**What is required:** Only the lines of the data below from the one with "#[cfg(test)]" through the one with "use std::cmp::Ordering;" are wanted. Repeat them exactly.

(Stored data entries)
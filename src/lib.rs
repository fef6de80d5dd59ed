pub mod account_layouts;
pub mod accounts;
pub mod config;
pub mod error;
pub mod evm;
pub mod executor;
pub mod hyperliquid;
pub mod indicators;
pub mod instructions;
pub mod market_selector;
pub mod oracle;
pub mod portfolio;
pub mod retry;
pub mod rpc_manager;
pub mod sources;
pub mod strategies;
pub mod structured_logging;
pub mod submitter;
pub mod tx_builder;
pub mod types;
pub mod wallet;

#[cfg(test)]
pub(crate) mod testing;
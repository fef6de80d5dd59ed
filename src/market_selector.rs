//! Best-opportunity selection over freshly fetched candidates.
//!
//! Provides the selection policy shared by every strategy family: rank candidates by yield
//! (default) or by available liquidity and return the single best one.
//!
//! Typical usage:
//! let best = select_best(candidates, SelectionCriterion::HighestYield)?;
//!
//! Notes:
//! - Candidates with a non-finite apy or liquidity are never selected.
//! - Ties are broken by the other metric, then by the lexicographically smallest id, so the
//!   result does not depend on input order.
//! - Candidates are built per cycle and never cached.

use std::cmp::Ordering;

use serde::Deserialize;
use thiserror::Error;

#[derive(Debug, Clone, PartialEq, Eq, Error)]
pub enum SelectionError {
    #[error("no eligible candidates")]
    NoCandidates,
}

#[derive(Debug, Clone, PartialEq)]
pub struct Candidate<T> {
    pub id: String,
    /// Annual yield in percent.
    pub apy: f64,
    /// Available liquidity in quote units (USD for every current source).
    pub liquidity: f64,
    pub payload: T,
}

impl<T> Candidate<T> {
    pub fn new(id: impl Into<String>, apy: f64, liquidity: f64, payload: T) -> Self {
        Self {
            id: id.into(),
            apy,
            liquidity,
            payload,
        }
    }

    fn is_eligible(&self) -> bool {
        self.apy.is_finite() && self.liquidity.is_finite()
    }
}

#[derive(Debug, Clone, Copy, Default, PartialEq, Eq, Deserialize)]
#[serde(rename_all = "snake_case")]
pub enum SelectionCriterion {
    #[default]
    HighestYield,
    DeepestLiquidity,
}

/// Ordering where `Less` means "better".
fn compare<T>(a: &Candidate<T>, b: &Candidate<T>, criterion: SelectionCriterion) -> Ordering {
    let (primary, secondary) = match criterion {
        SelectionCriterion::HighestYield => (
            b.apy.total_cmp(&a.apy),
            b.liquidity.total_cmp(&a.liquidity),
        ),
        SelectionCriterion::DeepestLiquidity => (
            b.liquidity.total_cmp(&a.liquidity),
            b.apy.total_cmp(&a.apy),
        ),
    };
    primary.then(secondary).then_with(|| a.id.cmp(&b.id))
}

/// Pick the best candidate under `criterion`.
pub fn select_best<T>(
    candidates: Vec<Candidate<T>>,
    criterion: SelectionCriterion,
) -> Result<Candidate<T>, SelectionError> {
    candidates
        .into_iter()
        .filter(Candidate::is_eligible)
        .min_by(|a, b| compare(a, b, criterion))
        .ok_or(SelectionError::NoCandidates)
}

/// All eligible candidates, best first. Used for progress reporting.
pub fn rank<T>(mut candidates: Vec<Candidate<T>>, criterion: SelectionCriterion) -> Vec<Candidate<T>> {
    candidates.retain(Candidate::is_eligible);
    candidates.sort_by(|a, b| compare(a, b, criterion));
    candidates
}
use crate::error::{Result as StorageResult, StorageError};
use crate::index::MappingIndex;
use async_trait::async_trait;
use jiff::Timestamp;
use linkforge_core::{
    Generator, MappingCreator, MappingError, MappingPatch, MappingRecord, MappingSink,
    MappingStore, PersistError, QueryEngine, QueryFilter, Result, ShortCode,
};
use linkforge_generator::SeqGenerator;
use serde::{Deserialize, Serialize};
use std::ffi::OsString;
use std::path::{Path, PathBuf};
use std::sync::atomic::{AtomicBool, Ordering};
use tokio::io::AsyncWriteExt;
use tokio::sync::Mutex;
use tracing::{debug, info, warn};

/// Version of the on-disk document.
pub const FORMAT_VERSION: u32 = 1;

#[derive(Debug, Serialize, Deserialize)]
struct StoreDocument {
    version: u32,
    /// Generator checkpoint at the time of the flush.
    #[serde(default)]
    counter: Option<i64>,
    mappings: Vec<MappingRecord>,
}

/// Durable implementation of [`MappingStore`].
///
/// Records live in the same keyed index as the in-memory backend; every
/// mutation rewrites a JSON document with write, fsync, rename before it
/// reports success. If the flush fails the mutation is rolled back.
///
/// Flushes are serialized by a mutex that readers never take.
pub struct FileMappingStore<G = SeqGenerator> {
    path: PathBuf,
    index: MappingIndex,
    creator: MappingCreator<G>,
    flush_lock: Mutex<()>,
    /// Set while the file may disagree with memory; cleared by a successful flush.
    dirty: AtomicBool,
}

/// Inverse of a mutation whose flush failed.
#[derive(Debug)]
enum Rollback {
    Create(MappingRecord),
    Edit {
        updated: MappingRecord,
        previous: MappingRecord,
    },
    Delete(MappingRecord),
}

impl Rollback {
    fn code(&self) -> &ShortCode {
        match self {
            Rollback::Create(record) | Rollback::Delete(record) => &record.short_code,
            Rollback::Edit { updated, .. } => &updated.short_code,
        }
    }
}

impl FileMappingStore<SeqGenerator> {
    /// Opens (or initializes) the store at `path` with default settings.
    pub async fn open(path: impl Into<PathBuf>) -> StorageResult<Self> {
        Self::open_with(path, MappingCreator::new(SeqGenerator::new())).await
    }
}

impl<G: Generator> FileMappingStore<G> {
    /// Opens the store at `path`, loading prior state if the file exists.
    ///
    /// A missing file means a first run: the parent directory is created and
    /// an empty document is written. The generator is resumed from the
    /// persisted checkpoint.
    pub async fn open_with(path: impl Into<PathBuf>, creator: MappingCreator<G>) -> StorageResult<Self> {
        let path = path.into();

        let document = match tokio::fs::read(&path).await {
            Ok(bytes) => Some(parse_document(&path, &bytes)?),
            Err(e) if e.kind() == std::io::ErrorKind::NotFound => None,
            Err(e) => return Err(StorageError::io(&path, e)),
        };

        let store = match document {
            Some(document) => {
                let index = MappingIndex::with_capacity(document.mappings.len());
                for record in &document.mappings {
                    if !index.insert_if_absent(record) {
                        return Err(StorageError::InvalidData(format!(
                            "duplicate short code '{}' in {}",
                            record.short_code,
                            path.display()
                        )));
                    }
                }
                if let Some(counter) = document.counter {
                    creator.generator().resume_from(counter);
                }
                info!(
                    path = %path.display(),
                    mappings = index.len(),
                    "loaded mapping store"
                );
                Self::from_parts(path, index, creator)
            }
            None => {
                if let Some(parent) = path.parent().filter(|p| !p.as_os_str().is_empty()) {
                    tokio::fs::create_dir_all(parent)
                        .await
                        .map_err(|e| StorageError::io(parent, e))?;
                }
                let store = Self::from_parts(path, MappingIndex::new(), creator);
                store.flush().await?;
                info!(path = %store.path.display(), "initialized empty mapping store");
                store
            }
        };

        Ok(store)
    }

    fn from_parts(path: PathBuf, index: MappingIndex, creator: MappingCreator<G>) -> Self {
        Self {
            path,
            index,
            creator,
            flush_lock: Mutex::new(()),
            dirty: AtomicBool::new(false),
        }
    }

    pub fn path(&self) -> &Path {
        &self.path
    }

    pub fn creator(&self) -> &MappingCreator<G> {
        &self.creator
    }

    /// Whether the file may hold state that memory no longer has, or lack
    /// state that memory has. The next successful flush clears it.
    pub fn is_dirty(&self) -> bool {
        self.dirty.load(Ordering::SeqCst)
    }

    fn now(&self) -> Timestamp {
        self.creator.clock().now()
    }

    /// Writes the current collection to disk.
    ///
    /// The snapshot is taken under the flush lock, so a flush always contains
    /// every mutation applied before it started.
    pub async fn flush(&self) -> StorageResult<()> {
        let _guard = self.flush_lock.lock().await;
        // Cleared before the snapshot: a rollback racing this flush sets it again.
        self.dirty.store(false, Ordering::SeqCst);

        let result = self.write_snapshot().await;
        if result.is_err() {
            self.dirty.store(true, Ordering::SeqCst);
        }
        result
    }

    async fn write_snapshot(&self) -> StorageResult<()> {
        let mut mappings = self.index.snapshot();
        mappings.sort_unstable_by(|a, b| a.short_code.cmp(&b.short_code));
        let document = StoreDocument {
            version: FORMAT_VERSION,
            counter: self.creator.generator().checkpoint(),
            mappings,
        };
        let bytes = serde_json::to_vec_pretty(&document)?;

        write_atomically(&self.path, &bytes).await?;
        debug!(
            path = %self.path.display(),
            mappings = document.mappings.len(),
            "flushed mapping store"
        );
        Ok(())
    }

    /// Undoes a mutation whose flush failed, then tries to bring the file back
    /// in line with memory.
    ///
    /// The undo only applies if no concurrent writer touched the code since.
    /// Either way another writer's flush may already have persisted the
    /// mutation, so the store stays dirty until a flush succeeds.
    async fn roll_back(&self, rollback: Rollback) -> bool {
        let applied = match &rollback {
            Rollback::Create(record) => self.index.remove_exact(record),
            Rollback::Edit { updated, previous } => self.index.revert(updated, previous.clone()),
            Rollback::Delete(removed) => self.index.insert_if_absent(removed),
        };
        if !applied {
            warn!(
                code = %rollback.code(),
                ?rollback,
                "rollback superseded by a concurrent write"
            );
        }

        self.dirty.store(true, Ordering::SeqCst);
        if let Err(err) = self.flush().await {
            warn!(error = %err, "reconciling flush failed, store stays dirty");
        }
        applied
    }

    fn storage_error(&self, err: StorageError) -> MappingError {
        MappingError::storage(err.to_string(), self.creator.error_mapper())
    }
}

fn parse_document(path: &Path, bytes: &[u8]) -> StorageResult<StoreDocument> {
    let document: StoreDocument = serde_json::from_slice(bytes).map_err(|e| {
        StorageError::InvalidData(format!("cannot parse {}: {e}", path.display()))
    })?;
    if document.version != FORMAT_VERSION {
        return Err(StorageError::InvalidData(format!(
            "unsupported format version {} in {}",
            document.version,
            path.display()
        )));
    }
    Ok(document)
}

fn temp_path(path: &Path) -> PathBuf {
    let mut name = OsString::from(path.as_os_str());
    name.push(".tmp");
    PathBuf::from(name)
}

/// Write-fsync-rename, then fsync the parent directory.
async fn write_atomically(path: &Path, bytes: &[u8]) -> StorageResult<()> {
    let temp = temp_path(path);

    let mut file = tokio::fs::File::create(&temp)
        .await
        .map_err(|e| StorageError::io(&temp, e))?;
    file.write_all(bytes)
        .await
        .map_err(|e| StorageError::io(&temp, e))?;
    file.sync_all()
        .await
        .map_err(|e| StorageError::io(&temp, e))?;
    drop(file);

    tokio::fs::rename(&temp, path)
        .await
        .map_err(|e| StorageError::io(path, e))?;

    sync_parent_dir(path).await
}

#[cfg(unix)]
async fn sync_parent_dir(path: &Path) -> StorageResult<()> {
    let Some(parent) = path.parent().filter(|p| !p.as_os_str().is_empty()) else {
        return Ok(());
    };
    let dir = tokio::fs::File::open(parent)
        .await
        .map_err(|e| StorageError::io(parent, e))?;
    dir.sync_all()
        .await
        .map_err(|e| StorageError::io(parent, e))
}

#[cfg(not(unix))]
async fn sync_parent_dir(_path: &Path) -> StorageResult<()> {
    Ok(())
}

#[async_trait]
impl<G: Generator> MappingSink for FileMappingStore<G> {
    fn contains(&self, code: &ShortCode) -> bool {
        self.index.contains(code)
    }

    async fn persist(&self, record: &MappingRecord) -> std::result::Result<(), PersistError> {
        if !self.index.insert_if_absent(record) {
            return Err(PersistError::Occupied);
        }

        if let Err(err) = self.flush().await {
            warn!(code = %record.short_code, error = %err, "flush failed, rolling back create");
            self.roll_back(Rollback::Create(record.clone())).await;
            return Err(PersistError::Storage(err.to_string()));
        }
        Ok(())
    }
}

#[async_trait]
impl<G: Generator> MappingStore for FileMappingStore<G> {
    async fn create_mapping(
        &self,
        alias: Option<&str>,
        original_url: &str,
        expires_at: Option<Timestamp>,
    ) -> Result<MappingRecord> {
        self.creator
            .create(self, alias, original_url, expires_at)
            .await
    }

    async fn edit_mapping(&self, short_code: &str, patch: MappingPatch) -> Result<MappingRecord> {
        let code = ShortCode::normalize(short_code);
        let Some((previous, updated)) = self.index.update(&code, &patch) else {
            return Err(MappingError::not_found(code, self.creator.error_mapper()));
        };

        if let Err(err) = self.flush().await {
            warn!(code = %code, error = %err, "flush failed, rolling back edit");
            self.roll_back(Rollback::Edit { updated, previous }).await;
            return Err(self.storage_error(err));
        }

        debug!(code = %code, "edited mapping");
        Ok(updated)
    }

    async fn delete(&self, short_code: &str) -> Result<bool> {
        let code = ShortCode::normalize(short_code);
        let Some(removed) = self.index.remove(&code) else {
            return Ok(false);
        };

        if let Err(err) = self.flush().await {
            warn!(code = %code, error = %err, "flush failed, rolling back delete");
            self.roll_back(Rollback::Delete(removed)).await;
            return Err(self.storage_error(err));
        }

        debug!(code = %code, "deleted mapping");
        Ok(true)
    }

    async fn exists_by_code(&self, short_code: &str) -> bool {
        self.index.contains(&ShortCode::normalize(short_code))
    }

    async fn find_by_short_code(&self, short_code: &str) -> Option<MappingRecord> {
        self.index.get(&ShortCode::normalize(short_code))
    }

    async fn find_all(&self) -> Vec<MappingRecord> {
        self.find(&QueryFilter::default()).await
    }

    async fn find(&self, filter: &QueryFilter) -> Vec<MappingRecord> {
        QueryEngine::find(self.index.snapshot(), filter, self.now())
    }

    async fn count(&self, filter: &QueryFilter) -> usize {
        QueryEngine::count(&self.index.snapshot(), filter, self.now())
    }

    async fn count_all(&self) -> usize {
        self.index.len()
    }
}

**Written solution:**
#[cfg(test)]
pub(crate) mod testing;
repository fef6de80d5dd59ed
filename src/market_selector.rs
//! Best-opportunity selection over freshly fetched candidates.
//!
//! Provides the selection policy shared by every strategy family: rank candidates by yield
//! (default) or by available liquidity and return the single best one.
//!
//! Typical usage:
//! let best = select_best(candidates, SelectionCriterion::HighestYield)?;
//!
//! Notes:
//! - Candidates with a non-finite apy or liquidity are never selected.
//! - Ties are broken by the other metric, then by the lexicographically smallest id, so the
//!   result does not depend on input order.
//! - Candidates are built per cycle and never cached.

use std::cmp::Ordering;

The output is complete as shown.